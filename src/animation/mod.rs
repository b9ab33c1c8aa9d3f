//! Spring physics and interpolation.
//!
//! Values move in two ways: directly (a finger dragging the sheet sets the
//! offset 1:1) or by spring toward a target (the sheet snapping open or
//! closed). [`AnimatedValue`] covers both; [`interpolate`] derives style
//! values such as corner radius from the current value each frame.

mod interpolate;
mod spring;
mod value;

pub use interpolate::{interpolate, Extrapolation};
pub use spring::{SpringConfig, SpringState};
pub use value::{AdvanceResult, AnimatedValue};
//! Pure geometry for the sheet: drag clamping, the release decision and the
//! per-frame style. Nothing here touches shared state.

use crate::animation::{interpolate, Extrapolation};
use crate::platform::ScreenMetrics;

/// Distance between the top of the screen and the fully open panel
pub const OPEN_INSET: f32 = 50.0;
/// Corner radius of the panel away from the top of its travel
pub const CORNER_RADIUS: f32 = 10.0;
/// Travel over which the corners square off as the panel reaches the top
pub const CORNER_RAMP: f32 = 50.0;

/// Offset of the fully open sheet (negative, `-height + OPEN_INSET`)
pub fn max_open_offset(metrics: &ScreenMetrics) -> f32 {
    -metrics.height + OPEN_INSET
}

/// Release threshold halfway up the screen
pub fn midpoint(metrics: &ScreenMetrics) -> f32 {
    -metrics.height / 2.0
}

/// Offset while dragging: the offset captured at gesture start plus the
/// cumulative translation, never above the fully open position.
///
/// No lower bound: the panel may be pulled below its closed position until
/// released.
pub fn drag_offset(start: f32, translation_y: f32, metrics: &ScreenMetrics) -> f32 {
    (start + translation_y).max(max_open_offset(metrics))
}

/// Where the sheet settles after release at `offset`.
///
/// Below the midpoint snaps closed, above snaps fully open. Exactly at the
/// midpoint there is no snap and the sheet stays where it was let go.
pub fn snap_target(offset: f32, metrics: &ScreenMetrics) -> Option<f32> {
    let midpoint = midpoint(metrics);
    if offset > midpoint {
        Some(0.0)
    } else if offset < midpoint {
        Some(max_open_offset(metrics))
    } else {
        None
    }
}

/// Style values derived from the animated state each frame
#[derive(Debug, Clone, Copy, PartialEq)]
pub struct SheetStyle {
    /// Panel corner radius
    pub corner_radius: f32,
    /// Vertical translation applied to the panel
    pub translate_y: f32,
    /// Opacity the backdrop springs toward
    pub backdrop_target: f32,
}

pub fn derive_style(offset: f32, active: bool, metrics: &ScreenMetrics) -> SheetStyle {
    let open = max_open_offset(metrics);
    SheetStyle {
        corner_radius: interpolate(
            offset,
            [open + CORNER_RAMP, open],
            [CORNER_RADIUS, 0.0],
            Extrapolation::Clamp,
        ),
        translate_y: offset,
        backdrop_target: if active { 1.0 } else { 0.0 },
    }
}

#[cfg(test)]
mod tests {
    use super::*;

    const SCREEN: ScreenMetrics = ScreenMetrics::new(400.0, 800.0);

    #[test]
    fn test_max_open_offset() {
        assert_eq!(max_open_offset(&SCREEN), -750.0);
        assert_eq!(midpoint(&SCREEN), -400.0);
    }

    #[test]
    fn test_drag_offset_clamps_at_open() {
        assert_eq!(drag_offset(0.0, -400.0, &SCREEN), -400.0);
        assert_eq!(drag_offset(0.0, -2000.0, &SCREEN), -750.0);
        assert_eq!(drag_offset(-750.0, -1.0, &SCREEN), -750.0);
    }

    #[test]
    fn test_drag_offset_allows_slack_below_closed() {
        assert_eq!(drag_offset(0.0, 120.0, &SCREEN), 120.0);
    }

    #[test]
    fn test_drag_offset_never_exceeds_open_bound() {
        let mut start = 0.0;
        for translation in [-100.0, -900.0, 300.0, -10_000.0, 0.0, 50.0] {
            let offset = drag_offset(start, translation, &SCREEN);
            assert!(offset >= max_open_offset(&SCREEN));
            start = offset;
        }
    }

    #[test]
    fn test_snap_target_sides() {
        assert_eq!(snap_target(-399.0, &SCREEN), Some(0.0));
        assert_eq!(snap_target(0.0, &SCREEN), Some(0.0));
        assert_eq!(snap_target(90.0, &SCREEN), Some(0.0));
        assert_eq!(snap_target(-401.0, &SCREEN), Some(-750.0));
        assert_eq!(snap_target(-500.0, &SCREEN), Some(-750.0));
        assert_eq!(snap_target(-750.0, &SCREEN), Some(-750.0));
    }

    #[test]
    fn test_snap_target_midpoint_does_not_snap() {
        assert_eq!(snap_target(-400.0, &SCREEN), None);
    }

    #[test]
    fn test_corner_radius_bounds() {
        assert_eq!(derive_style(-750.0, true, &SCREEN).corner_radius, 0.0);
        assert_eq!(derive_style(-700.0, true, &SCREEN).corner_radius, 10.0);
        assert_eq!(derive_style(-725.0, true, &SCREEN).corner_radius, 5.0);
    }

    #[test]
    fn test_corner_radius_is_clamped() {
        // Spring overshoot past fully open
        assert_eq!(derive_style(-790.0, true, &SCREEN).corner_radius, 0.0);
        assert_eq!(derive_style(0.0, false, &SCREEN).corner_radius, 10.0);
        assert_eq!(derive_style(150.0, false, &SCREEN).corner_radius, 10.0);
    }

    #[test]
    fn test_style_translation_and_backdrop() {
        let style = derive_style(-321.0, false, &SCREEN);
        assert_eq!(style.translate_y, -321.0);
        assert_eq!(style.backdrop_target, 0.0);
        assert_eq!(derive_style(-321.0, true, &SCREEN).backdrop_target, 1.0);
    }
}
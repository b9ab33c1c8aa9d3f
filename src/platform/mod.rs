//! Screen metrics.
//!
//! The viewport size is read once per process and never refreshed; the sheet
//! does not follow orientation or size changes at runtime.

use std::sync::OnceLock;

use crate::layout::Size;

/// Environment variable overriding the detected screen width
pub const SCREEN_WIDTH_VAR: &str = "DRAG_SHEET_SCREEN_WIDTH";
/// Environment variable overriding the detected screen height
pub const SCREEN_HEIGHT_VAR: &str = "DRAG_SHEET_SCREEN_HEIGHT";

static SCREEN_METRICS: OnceLock<ScreenMetrics> = OnceLock::new();

/// Viewport size in logical pixels
#[derive(Debug, Clone, Copy, PartialEq)]
pub struct ScreenMetrics {
    pub width: f32,
    pub height: f32,
}

impl ScreenMetrics {
    /// Used when nothing else is known about the display
    pub const FALLBACK: Self = Self {
        width: 390.0,
        height: 844.0,
    };

    pub const fn new(width: f32, height: f32) -> Self {
        Self { width, height }
    }

    pub fn size(&self) -> Size {
        Size::new(self.width, self.height)
    }

    /// Read the metrics from the environment, falling back per axis to
    /// [`FALLBACK`](Self::FALLBACK) when a variable is unset or unusable.
    pub fn from_env() -> Self {
        Self::from_lookup(|name| std::env::var(name).ok())
    }

    fn from_lookup(lookup: impl Fn(&str) -> Option<String>) -> Self {
        let read = |name: &str, fallback: f32| -> f32 {
            match lookup(name).map(|raw| raw.trim().parse::<f32>()) {
                Some(Ok(value)) if value.is_finite() && value > 0.0 => value,
                Some(_) => {
                    log::warn!("Ignoring invalid {}, using {}", name, fallback);
                    fallback
                }
                None => fallback,
            }
        };

        Self {
            width: read(SCREEN_WIDTH_VAR, Self::FALLBACK.width),
            height: read(SCREEN_HEIGHT_VAR, Self::FALLBACK.height),
        }
    }
}

impl Default for ScreenMetrics {
    fn default() -> Self {
        screen_metrics()
    }
}

/// The process-wide screen metrics, read on first use.
pub fn screen_metrics() -> ScreenMetrics {
    *SCREEN_METRICS.get_or_init(|| {
        let metrics = ScreenMetrics::from_env();
        log::info!("Screen metrics: {}x{}", metrics.width, metrics.height);
        metrics
    })
}
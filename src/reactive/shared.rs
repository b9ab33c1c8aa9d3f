use std::sync::{Arc, RwLock};

use super::invalidation::request_frame;

/// A value shared between a widget, its gesture callbacks, and the handle
/// given to its owner.
///
/// Cloning a `SharedValue` shares the underlying cell. Reads and writes are
/// safe from any thread; the frame host guarantees that only one widget
/// callback runs at a time, the lock only covers handles used from other
/// threads. Writes that change the value request a new frame.
pub struct SharedValue<T> {
    inner: Arc<RwLock<T>>,
}

impl<T> Clone for SharedValue<T> {
    fn clone(&self) -> Self {
        Self {
            inner: self.inner.clone(),
        }
    }
}

impl<T> SharedValue<T> {
    pub fn new(value: T) -> Self {
        Self {
            inner: Arc::new(RwLock::new(value)),
        }
    }

    /// Borrow the value for reading
    pub fn with<F, R>(&self, f: F) -> R
    where
        F: FnOnce(&T) -> R,
    {
        match self.inner.read() {
            Ok(guard) => f(&guard),
            Err(poisoned) => f(&poisoned.into_inner()),
        }
    }

    /// Check whether two handles point at the same cell
    pub fn ptr_eq(&self, other: &Self) -> bool {
        Arc::ptr_eq(&self.inner, &other.inner)
    }
}

impl<T: Clone> SharedValue<T> {
    pub fn get(&self) -> T {
        self.with(T::clone)
    }
}

impl<T: PartialEq> SharedValue<T> {
    /// Sets the value, only requesting a frame if it actually changed.
    pub fn set(&self, value: T) {
        let Ok(mut guard) = self.inner.write() else {
            return; // Lock poisoned, skip update silently
        };
        if *guard != value {
            *guard = value;
            drop(guard);
            request_frame();
        }
    }
}

impl<T: PartialEq + Clone> SharedValue<T> {
    /// Updates the value using a closure, only requesting a frame if it changed.
    pub fn update<F, R>(&self, f: F) -> R
    where
        F: FnOnce(&mut T) -> R,
    {
        let Ok(mut guard) = self.inner.write() else {
            let mut scratch = self.get();
            return f(&mut scratch);
        };
        let old_value = guard.clone();
        let result = f(&mut guard);
        if *guard != old_value {
            drop(guard);
            request_frame();
        }
        result
    }
}

impl<T: Default> Default for SharedValue<T> {
    fn default() -> Self {
        Self::new(T::default())
    }
}

impl<T: std::fmt::Debug> std::fmt::Debug for SharedValue<T> {
    fn fmt(&self, f: &mut std::fmt::Formatter<'_>) -> std::fmt::Result {
        self.with(|value| f.debug_tuple("SharedValue").field(value).finish())
    }
}

#[cfg(test)]
mod tests {
    use super::*;

    #[test]
    fn test_create_and_get() {
        let value = SharedValue::new(42);
        assert_eq!(value.get(), 42);
    }

    #[test]
    fn test_set_updates_value() {
        let value = SharedValue::new(10);
        value.set(20);
        assert_eq!(value.get(), 20);
    }

    #[test]
    fn test_update_with_closure() {
        let value = SharedValue::new(5);
        value.update(|v| *v += 10);
        assert_eq!(value.get(), 15);
    }

    #[test]
    fn test_update_returns_closure_result() {
        let value = SharedValue::new(vec![1, 2, 3]);
        let popped = value.update(|v| v.pop());
        assert_eq!(popped, Some(3));
        assert_eq!(value.get(), vec![1, 2]);
    }

    #[test]
    fn test_with_for_borrowing() {
        let value = SharedValue::new(String::from("hello"));
        let length = value.with(|s| s.len());
        assert_eq!(length, 5);
    }

    #[test]
    fn test_clone_shares_underlying_value() {
        let first = SharedValue::new(50);
        let second = first.clone();

        first.set(75);
        assert_eq!(second.get(), 75);

        second.set(100);
        assert_eq!(first.get(), 100);
        assert!(first.ptr_eq(&second));
    }

    #[test]
    fn test_separate_values_are_distinct() {
        let first = SharedValue::new(1);
        let second = SharedValue::new(1);
        assert!(!first.ptr_eq(&second));
    }

    #[test]
    fn test_shared_across_threads() {
        let value = SharedValue::new(0);
        let writer = value.clone();

        std::thread::spawn(move || writer.set(7))
            .join()
            .unwrap();

        assert_eq!(value.get(), 7);
    }

    #[test]
    fn test_value_is_send_and_sync() {
        fn assert_send_sync<T: Send + Sync>() {}
        assert_send_sync::<SharedValue<f32>>();
    }
}
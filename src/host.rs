//! Frame host.
//!
//! Runs a widget on its own animation thread so gesture handling and
//! per-frame style derivation never wait on application work. The thread
//! owns a `calloop` event loop with two sources:
//!
//! - a channel delivering pointer [`Event`]s to the root widget, and
//! - a timer that advances animations, lays out and paints every frame.
//!
//! The loop dispatches one callback at a time, so the widget's shared state
//! only ever has one writer on the animation thread. Handles such as
//! [`SheetHandle`](crate::widgets::SheetHandle) may still be used from other
//! threads.
//!
//! # Example
//!
//! ```no_run
//! use drag_sheet::prelude::*;
//!
//! # fn main() -> Result<(), HostError> {
//! let sheet = bottom_sheet(SheetConfig::default());
//! let handle = sheet.handle();
//! let host = Host::spawn(HostConfig::default(), sheet)?;
//!
//! handle.scroll_to(max_open_offset(&screen_metrics()));
//! host.send(Event::PointerDown { x: 100.0, y: 200.0 })?;
//! host.shutdown()
//! # }
//! ```

use std::sync::{Arc, Mutex};
use std::thread::JoinHandle;
use std::time::{Duration, Instant};

use calloop::channel::{self, Channel, Sender};
use calloop::timer::{TimeoutAction, Timer};
use calloop::{EventLoop, LoopSignal};

use crate::error::HostError;
use crate::layout::Constraints;
use crate::platform::{screen_metrics, ScreenMetrics};
use crate::reactive::{take_frame_request, ChangeFlags};
use crate::renderer::{DrawCommand, PaintContext};
use crate::widgets::{Event, Widget};

const THREAD_NAME: &str = "drag-sheet-animation";

pub struct HostConfig {
    /// Time between frames
    pub frame_interval: Duration,
    /// Size the root widget is laid out to
    pub viewport: ScreenMetrics,
}

impl Default for HostConfig {
    fn default() -> Self {
        Self {
            frame_interval: Duration::from_millis(16),
            viewport: screen_metrics(),
        }
    }
}

impl HostConfig {
    pub fn frame_interval(mut self, interval: Duration) -> Self {
        self.frame_interval = interval;
        self
    }

    pub fn viewport(mut self, viewport: ScreenMetrics) -> Self {
        self.viewport = viewport;
        self
    }
}

/// A painted frame
#[derive(Debug, Clone, PartialEq)]
pub struct Frame {
    /// Sequence number, starting at 0
    pub index: u64,
    pub commands: Vec<DrawCommand>,
}

/// A widget running on its own animation thread.
///
/// Dropping the host stops the thread and waits for it.
pub struct Host {
    sender: Option<Sender<Event>>,
    latest: Arc<Mutex<Option<Frame>>>,
    thread: Option<JoinHandle<Result<(), HostError>>>,
}

impl Host {
    pub fn spawn<W>(config: HostConfig, root: W) -> Result<Self, HostError>
    where
        W: Widget + 'static,
    {
        let (sender, channel) = channel::channel();
        let latest = Arc::new(Mutex::new(None));
        let published = latest.clone();

        let thread = std::thread::Builder::new()
            .name(THREAD_NAME.to_string())
            .spawn(move || run_frame_loop(config, root, channel, published))?;

        Ok(Self {
            sender: Some(sender),
            latest,
            thread: Some(thread),
        })
    }

    /// Queue a pointer event for the root widget
    pub fn send(&self, event: Event) -> Result<(), HostError> {
        let sender = self.sender.as_ref().ok_or(HostError::Disconnected)?;
        sender.send(event).map_err(|_| HostError::Disconnected)
    }

    /// The most recently painted frame, if any
    pub fn latest_frame(&self) -> Option<Frame> {
        match self.latest.lock() {
            Ok(latest) => latest.clone(),
            Err(poisoned) => poisoned.into_inner().clone(),
        }
    }

    pub fn is_running(&self) -> bool {
        self.thread
            .as_ref()
            .is_some_and(|thread| !thread.is_finished())
    }

    /// Stop the animation thread and wait for it to exit
    pub fn shutdown(mut self) -> Result<(), HostError> {
        self.stop()
    }

    fn stop(&mut self) -> Result<(), HostError> {
        // Closing the channel stops the loop
        self.sender.take();
        match self.thread.take() {
            Some(thread) => thread.join().map_err(|_| HostError::Panicked)?,
            None => Ok(()),
        }
    }
}

impl Drop for Host {
    fn drop(&mut self) {
        if let Err(err) = self.stop() {
            log::error!("Animation host did not stop cleanly: {}", err);
        }
    }
}

/// State owned by the animation thread
struct FrameLoop<W> {
    root: W,
    viewport: ScreenMetrics,
    dirty: ChangeFlags,
    last_tick: Instant,
    next_index: u64,
    paint_ctx: PaintContext,
    published: Arc<Mutex<Option<Frame>>>,
    signal: LoopSignal,
}

impl<W: Widget> FrameLoop<W> {
    fn dispatch(&mut self, event: Event) {
        self.root.event(&event);
        self.dirty |= ChangeFlags::NEEDS_PAINT;
    }

    fn tick(&mut self) {
        let now = Instant::now();
        let dt = now.duration_since(self.last_tick);
        self.last_tick = now;

        if self.root.advance_animations(dt) {
            self.dirty |= ChangeFlags::NEEDS_PAINT;
        }
        if take_frame_request() {
            self.dirty |= ChangeFlags::NEEDS_PAINT;
        }

        if self.dirty.contains(ChangeFlags::NEEDS_LAYOUT) {
            self.root
                .layout(Constraints::tight(self.viewport.size()));
        }

        if self.dirty.contains(ChangeFlags::NEEDS_PAINT) {
            self.paint_ctx.clear();
            self.root.paint(&mut self.paint_ctx);

            let frame = Frame {
                index: self.next_index,
                commands: self.paint_ctx.commands().to_vec(),
            };
            log::trace!(
                "Painted frame {} ({} commands)",
                frame.index,
                frame.commands.len()
            );
            self.next_index += 1;

            match self.published.lock() {
                Ok(mut latest) => *latest = Some(frame),
                Err(poisoned) => *poisoned.into_inner() = Some(frame),
            }
        }

        self.dirty = ChangeFlags::empty();
    }
}

fn run_frame_loop<W>(
    config: HostConfig,
    root: W,
    channel: Channel<Event>,
    published: Arc<Mutex<Option<Frame>>>,
) -> Result<(), HostError>
where
    W: Widget + 'static,
{
    let mut event_loop: EventLoop<FrameLoop<W>> = EventLoop::try_new()?;
    let handle = event_loop.handle();

    handle
        .insert_source(channel, |event, _, state| match event {
            channel::Event::Msg(event) => state.dispatch(event),
            channel::Event::Closed => state.signal.stop(),
        })
        .map_err(|err| HostError::EventLoop(err.error))?;

    let interval = config.frame_interval;
    handle
        .insert_source(Timer::from_duration(interval), move |_, _, state| {
            state.tick();
            TimeoutAction::ToDuration(interval)
        })
        .map_err(|err| HostError::EventLoop(err.error))?;

    let mut state = FrameLoop {
        root,
        viewport: config.viewport,
        dirty: ChangeFlags::all(),
        last_tick: Instant::now(),
        next_index: 0,
        paint_ctx: PaintContext::with_capacity(16),
        published,
        signal: event_loop.get_signal(),
    };

    log::info!(
        "Animation loop started: {}x{}, frame every {:?}",
        config.viewport.width,
        config.viewport.height,
        interval
    );
    event_loop.run(None, &mut state, |_| {})?;
    log::info!("Animation loop stopped after {} frames", state.next_index);

    Ok(())
}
====
Only the number is wanted here. Please work out how many lines of the records contain "when".

Response area: 2